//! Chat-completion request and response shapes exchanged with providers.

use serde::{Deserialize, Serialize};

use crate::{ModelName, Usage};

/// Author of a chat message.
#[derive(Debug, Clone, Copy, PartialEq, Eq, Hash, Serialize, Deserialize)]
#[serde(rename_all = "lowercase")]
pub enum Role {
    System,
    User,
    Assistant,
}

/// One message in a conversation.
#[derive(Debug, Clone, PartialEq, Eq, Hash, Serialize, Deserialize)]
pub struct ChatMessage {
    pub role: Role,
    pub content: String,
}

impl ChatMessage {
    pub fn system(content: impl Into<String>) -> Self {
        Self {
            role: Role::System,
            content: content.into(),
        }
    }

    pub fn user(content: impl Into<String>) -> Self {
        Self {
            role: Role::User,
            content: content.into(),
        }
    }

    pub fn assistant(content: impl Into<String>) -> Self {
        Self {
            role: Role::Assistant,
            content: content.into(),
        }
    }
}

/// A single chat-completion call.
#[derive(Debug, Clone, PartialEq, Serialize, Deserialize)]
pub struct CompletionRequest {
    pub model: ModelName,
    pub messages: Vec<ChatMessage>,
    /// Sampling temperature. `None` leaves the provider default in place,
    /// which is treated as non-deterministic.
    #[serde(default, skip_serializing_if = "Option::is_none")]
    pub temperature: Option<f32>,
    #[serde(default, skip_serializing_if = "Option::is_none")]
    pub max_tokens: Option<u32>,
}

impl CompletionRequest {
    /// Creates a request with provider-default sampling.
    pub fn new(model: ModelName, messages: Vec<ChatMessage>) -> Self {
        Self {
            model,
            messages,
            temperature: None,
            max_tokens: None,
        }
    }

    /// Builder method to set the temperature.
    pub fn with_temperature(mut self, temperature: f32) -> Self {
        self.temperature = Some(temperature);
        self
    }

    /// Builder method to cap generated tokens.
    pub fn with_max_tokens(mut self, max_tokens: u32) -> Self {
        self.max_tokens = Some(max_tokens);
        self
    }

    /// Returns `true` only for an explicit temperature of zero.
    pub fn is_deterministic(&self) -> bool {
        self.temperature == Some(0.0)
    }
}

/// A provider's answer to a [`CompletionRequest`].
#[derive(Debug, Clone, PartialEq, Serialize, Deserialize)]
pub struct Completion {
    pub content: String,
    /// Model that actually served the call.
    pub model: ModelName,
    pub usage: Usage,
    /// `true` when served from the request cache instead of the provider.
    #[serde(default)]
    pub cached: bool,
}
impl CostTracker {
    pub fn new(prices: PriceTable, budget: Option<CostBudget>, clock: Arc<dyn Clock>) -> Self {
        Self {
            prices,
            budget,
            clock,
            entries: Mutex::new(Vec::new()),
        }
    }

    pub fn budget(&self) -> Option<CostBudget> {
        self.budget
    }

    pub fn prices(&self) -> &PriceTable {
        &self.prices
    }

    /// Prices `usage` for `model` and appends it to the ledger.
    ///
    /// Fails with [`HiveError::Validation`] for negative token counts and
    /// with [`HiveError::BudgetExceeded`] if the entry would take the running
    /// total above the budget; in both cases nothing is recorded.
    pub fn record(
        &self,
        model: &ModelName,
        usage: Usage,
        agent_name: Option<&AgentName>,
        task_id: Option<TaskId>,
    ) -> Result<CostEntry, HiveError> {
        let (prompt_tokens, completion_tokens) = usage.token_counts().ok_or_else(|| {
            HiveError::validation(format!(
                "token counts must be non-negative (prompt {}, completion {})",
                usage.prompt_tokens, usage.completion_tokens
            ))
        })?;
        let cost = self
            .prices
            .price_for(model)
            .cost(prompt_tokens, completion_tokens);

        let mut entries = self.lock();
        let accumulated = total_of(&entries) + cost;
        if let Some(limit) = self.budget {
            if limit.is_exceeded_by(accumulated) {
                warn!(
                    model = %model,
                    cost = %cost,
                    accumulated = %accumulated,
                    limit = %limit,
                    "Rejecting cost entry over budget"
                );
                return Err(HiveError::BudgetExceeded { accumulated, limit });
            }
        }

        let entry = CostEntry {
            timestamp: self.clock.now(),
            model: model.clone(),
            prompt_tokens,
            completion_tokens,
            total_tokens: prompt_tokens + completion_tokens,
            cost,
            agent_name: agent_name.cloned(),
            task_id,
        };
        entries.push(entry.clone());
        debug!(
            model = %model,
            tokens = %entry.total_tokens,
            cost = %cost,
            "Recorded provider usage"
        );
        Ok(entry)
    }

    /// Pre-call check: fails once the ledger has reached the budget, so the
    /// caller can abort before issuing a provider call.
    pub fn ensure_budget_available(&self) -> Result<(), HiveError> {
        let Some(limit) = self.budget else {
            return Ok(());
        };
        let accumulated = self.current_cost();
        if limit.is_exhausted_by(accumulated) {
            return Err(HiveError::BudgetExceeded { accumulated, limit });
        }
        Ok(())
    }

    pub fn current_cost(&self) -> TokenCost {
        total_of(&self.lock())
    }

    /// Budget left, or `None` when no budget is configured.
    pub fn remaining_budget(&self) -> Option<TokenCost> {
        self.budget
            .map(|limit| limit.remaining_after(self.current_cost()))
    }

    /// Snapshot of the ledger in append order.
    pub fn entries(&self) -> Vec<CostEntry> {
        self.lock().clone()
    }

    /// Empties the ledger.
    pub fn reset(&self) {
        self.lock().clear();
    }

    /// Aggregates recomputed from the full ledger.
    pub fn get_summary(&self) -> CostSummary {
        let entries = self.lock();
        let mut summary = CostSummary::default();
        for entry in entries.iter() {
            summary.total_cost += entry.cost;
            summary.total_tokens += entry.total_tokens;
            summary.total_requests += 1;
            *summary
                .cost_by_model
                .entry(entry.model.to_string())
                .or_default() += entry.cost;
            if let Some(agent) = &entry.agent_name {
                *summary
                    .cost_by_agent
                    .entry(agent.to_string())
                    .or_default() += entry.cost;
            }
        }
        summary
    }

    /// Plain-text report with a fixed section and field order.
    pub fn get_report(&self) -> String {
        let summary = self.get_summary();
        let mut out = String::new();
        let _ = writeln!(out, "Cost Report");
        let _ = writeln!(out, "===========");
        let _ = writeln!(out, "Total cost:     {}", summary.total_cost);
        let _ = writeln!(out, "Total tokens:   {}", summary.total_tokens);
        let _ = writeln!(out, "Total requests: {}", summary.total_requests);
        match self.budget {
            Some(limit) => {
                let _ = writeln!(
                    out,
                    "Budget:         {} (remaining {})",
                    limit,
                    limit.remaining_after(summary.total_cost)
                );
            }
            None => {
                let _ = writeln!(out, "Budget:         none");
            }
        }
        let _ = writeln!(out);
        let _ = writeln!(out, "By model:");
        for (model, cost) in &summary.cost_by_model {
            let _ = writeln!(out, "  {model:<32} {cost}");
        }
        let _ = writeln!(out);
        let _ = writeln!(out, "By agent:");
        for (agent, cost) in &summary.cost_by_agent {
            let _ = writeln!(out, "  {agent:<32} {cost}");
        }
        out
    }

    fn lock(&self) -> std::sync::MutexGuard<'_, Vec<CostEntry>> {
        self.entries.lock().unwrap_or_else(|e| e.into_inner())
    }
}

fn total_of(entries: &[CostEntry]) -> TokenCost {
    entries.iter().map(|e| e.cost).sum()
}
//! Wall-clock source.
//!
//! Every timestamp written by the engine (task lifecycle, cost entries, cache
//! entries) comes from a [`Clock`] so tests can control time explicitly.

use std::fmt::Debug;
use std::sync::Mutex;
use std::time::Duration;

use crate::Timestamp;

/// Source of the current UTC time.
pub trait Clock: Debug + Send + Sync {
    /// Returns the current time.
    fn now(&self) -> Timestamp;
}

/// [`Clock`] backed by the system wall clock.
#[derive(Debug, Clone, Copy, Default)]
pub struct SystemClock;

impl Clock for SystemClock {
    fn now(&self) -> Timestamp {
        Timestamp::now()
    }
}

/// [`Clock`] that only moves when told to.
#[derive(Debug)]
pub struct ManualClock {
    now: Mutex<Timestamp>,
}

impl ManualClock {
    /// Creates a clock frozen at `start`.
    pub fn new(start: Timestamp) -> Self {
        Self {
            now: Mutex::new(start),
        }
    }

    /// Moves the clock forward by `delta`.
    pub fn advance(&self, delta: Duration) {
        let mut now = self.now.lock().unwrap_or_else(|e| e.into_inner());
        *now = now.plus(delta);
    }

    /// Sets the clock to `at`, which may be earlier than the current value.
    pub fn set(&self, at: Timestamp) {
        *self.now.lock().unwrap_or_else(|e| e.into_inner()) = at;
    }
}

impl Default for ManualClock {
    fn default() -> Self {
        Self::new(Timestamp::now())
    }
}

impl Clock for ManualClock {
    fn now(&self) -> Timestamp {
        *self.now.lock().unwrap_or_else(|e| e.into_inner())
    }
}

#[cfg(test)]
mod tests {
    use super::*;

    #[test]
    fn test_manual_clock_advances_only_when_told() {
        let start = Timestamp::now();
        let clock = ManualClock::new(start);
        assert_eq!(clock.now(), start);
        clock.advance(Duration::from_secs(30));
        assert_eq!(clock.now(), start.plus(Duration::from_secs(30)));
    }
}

***

= Exercise goal =
Precisely reproduce the lines of the entries, beginning at the first and ending at the one containing "Copy, PartialEq, Eq, Hash, Serialize, Deserialize)]". Add nothing.

= Exercise result =
//! Chat-completion request and response shapes exchanged with providers.

use serde::{Deserialize, Serialize};

use crate::{ModelName, Usage};

/// Author of a chat message.
#[derive(Debug, Clone, Copy, PartialEq, Eq, Hash, Serialize, Deserialize)]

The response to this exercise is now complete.